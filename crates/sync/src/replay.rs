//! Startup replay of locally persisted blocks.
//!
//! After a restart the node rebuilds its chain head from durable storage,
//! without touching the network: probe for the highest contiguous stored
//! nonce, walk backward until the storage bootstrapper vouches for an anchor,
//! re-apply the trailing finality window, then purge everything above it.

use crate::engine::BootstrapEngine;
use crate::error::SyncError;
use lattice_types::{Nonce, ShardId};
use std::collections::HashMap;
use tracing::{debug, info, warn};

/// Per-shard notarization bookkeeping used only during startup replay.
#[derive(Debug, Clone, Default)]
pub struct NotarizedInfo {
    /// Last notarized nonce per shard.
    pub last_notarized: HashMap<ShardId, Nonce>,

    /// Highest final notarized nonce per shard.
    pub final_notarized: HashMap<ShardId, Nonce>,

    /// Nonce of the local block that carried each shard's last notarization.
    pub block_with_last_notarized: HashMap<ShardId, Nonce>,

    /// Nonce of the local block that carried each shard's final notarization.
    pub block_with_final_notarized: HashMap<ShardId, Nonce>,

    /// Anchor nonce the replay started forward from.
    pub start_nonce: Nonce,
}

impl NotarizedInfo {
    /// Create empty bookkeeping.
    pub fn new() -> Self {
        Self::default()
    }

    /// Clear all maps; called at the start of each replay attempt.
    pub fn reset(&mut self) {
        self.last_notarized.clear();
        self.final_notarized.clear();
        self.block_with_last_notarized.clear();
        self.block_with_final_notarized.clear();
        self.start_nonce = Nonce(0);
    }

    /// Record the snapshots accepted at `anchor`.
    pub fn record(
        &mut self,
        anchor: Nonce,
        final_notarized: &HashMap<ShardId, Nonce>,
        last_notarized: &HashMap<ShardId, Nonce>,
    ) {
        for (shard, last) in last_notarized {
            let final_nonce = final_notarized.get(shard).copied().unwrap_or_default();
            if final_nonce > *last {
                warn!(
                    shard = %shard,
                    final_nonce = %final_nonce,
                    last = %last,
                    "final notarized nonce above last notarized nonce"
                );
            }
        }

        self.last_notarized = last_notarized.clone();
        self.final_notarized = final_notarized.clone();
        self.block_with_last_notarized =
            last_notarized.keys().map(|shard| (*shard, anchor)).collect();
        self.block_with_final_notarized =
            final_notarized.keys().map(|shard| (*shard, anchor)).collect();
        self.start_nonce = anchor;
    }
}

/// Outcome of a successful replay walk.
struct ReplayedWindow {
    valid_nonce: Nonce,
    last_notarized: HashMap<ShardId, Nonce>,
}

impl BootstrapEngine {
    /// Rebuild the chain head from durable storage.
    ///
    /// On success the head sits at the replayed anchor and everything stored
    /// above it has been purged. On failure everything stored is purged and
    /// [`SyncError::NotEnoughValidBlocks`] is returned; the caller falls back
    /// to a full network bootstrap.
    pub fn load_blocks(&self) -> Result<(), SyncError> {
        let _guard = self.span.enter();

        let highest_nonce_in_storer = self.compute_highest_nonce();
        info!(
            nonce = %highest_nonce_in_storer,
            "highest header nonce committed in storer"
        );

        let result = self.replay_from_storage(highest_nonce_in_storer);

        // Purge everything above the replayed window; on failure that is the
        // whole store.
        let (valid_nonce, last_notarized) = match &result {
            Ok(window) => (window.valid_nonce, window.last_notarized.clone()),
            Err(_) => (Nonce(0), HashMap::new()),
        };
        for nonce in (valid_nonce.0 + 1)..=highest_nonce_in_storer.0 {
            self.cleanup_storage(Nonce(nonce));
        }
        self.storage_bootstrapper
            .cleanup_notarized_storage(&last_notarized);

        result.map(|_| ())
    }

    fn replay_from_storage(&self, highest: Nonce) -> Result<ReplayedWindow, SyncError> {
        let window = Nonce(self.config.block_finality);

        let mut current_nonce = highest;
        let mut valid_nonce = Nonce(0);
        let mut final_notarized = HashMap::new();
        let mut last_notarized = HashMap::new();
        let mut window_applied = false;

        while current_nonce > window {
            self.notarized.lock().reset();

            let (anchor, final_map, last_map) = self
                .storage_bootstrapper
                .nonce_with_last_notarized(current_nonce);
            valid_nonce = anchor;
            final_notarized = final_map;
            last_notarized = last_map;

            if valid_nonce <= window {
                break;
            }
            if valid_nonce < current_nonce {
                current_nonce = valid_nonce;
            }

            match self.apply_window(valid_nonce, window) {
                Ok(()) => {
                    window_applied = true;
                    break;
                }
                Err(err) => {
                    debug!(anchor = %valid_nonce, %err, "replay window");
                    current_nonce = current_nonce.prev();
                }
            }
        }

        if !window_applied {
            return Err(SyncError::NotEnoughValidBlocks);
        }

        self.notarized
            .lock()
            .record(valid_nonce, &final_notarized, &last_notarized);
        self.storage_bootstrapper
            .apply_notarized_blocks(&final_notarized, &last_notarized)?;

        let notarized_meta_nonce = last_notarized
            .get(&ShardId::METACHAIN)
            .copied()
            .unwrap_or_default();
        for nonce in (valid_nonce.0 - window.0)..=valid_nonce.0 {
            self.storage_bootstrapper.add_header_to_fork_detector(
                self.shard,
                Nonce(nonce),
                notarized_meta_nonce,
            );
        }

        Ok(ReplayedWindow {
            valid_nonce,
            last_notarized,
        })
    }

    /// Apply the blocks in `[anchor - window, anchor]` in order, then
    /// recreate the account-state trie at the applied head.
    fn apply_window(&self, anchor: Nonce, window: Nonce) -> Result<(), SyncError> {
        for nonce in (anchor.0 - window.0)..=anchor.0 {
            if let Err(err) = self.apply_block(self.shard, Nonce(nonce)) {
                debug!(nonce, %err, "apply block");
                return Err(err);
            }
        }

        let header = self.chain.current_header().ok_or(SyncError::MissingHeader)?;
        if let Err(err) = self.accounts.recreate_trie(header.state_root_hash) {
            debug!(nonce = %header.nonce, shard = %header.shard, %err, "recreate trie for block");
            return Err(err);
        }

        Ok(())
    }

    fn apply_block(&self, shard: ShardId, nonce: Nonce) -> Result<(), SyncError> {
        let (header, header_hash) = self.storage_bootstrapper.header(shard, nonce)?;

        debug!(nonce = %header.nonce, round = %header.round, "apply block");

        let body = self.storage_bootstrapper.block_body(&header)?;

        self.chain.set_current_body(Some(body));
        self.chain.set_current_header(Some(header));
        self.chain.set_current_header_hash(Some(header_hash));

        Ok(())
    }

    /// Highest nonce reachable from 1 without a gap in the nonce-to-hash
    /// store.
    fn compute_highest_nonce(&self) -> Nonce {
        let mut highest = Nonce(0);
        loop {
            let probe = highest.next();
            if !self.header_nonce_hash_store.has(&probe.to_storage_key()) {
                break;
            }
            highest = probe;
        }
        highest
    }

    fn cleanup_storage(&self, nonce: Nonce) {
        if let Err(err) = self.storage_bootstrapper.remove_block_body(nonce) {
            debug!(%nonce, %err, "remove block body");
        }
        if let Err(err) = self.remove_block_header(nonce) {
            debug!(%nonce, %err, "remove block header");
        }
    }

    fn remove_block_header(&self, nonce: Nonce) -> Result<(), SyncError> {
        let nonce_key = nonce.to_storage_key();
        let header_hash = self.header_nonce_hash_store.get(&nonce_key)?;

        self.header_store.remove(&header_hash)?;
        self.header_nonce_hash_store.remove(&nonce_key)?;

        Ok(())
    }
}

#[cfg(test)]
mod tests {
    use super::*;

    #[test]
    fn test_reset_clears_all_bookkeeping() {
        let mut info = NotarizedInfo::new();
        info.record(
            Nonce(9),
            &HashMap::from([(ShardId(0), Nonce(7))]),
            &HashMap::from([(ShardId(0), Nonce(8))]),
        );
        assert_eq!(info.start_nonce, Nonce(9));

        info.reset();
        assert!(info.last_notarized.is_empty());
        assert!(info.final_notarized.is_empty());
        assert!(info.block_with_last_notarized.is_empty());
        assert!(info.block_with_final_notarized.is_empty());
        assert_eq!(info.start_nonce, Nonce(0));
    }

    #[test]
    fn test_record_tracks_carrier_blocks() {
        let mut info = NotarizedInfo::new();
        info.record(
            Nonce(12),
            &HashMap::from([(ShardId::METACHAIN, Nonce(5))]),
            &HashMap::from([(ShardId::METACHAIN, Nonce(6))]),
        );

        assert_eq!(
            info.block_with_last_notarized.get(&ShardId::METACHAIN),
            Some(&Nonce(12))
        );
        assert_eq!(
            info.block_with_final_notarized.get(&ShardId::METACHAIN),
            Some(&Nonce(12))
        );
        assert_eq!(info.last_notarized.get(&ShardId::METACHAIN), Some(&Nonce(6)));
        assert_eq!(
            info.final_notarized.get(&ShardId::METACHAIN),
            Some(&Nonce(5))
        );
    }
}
^^^^^^^^^^^^^^^^
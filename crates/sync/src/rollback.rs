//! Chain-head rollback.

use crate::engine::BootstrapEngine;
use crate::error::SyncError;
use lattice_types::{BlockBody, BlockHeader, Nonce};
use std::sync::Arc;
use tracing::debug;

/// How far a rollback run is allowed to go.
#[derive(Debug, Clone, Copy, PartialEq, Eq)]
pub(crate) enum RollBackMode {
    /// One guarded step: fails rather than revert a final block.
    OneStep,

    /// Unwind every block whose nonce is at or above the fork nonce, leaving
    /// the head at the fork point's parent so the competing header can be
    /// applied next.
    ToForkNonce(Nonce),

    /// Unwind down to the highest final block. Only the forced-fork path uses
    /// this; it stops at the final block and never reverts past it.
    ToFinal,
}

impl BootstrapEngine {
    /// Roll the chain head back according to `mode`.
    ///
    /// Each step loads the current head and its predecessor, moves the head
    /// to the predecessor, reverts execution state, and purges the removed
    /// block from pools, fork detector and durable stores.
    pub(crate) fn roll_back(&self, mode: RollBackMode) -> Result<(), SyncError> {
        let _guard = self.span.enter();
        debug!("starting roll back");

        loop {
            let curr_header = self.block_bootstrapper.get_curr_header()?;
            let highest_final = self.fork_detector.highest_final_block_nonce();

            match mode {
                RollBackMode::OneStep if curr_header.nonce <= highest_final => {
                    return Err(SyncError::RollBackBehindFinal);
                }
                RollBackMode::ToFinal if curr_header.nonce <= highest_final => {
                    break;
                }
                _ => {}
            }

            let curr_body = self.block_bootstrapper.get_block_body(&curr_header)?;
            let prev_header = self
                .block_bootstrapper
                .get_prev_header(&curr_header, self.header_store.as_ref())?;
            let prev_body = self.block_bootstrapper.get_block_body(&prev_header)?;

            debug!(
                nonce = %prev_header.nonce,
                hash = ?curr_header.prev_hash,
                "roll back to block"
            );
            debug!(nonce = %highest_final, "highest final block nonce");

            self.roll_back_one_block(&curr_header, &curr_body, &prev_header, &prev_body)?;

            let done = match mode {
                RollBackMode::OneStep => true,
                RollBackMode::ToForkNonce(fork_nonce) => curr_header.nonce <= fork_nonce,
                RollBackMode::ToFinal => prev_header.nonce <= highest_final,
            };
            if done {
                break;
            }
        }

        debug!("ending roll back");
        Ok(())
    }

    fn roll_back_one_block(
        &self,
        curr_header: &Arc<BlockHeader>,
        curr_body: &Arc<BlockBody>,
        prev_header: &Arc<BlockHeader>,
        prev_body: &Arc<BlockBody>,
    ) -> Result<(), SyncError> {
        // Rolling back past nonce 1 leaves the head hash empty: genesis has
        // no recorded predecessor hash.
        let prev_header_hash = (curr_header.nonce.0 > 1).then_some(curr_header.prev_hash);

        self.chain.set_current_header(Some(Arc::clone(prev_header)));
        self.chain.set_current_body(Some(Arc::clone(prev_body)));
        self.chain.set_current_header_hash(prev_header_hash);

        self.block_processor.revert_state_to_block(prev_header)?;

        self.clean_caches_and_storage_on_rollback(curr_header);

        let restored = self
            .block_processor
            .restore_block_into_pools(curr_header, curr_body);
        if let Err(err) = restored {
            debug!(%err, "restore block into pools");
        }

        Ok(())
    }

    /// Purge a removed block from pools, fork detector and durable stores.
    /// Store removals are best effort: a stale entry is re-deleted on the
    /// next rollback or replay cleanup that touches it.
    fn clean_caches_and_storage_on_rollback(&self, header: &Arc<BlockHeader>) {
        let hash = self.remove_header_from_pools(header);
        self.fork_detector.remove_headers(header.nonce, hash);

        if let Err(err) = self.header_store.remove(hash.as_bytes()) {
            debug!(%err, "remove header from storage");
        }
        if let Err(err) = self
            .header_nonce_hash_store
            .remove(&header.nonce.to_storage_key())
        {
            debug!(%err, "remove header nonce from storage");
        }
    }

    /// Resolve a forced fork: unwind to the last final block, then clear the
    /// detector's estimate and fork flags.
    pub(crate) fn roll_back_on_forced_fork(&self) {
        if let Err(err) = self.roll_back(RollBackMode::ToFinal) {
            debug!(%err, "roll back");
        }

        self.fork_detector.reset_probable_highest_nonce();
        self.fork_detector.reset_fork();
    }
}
^^^^^^^^^^^^^^^^
AIM OF THE TASK: Which lines of the data include the string "OneStep"? Find them and copy each one.

TASK ANSWER:
    OneStep,
                RollBackMode::OneStep if curr_header.nonce <= highest_final => {
                RollBackMode::OneStep => true,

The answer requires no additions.